We humans like to think we’re highly rational creatures, logically weighing the pros and cons of life. However, we actually make a lot of decisions based on our emotions, including what we buy. MRIs have shown that while evaluating brands, consumers use emotions, including personal feelings and experiences, more than information, like product features and facts.

pug at a computer

(This computer has 8 GB of RAM, a 3 GHz dual-core processor and…HEY. You’re looking at the puppy’s chubby-wubby widdle wrinkles, aren’t you? Stop it! Pay attention to these important technical specs!)

This reliance on emotion presents a bit of a communication puzzle. How do you communicate a feeling? How do you tap into those emotions in situations where the consumer can’t directly feel or hear or smell your product?

For example, say you’re selling a car. It’s easy to list out horsepower and MPG and safety features, but before the consumer steps into a vehicle, how do you make them feel how awesome it is to drive your car?

Nissan has a really cool solution: a virtual reality experience that captures the feelings and emotions of getting behind the wheel.

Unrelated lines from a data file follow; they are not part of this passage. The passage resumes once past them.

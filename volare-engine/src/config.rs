use serde::Deserialize;
use std::env;

/// Engine configuration, loaded from layered files plus environment.
#[derive(Debug, Deserialize, Clone, Default)]
pub struct EngineConfig {
    #[serde(default)]
    pub fleet: FleetConfig,
}

/// Shape of the fixed fleet built at startup.
#[derive(Debug, Deserialize, Clone)]
pub struct FleetConfig {
    #[serde(default = "default_flight_count")]
    pub flight_count: u16,
    #[serde(default = "default_seats_per_flight")]
    pub seats_per_flight: u32,
}

fn default_flight_count() -> u16 {
    4
}

fn default_seats_per_flight() -> u32 {
    128
}

impl Default for FleetConfig {
    fn default() -> Self {
        Self {
            flight_count: default_flight_count(),
            seats_per_flight: default_seats_per_flight(),
        }
    }
}

impl EngineConfig {
    pub fn load() -> Result<Self, config::ConfigError> {
        let run_mode = env::var("RUN_MODE").unwrap_or_else(|_| "development".into());

        let s = config::Config::builder()
            // Start off by merging in the "default" configuration file
            .add_source(config::File::with_name("config/default").required(false))
            // Add in the current environment file, optional
            .add_source(config::File::with_name(&format!("config/{}", run_mode)).required(false))
            // Add in a local configuration file, not checked in
            .add_source(config::File::with_name("config/local").required(false))
            // Add in settings from the environment (with a prefix of VOLARE)
            // E.g. `VOLARE_FLEET__FLIGHT_COUNT=8` sets the fleet size
            .add_source(config::Environment::with_prefix("VOLARE").separator("__"))
            .build()?;

        s.try_deserialize()
    }
}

In the “Chase the Thrill” experience, you hop on a treadmill, get hooked up to a bunch of sensors, and become a “rollerblading android” chasing a Nissan Juke. Fast.Co.Create has a great feature on the experience and interviewed one of the creators, who explained, “We saw an opportunity to create an experience for people to feel the excitement of driving and set out to do so an innovative way that would really get their hearts beating.”

You can find “Chase the Thrill” at the Paris Motor Show, where it’s busy communicating those essential emotions, no test drives required.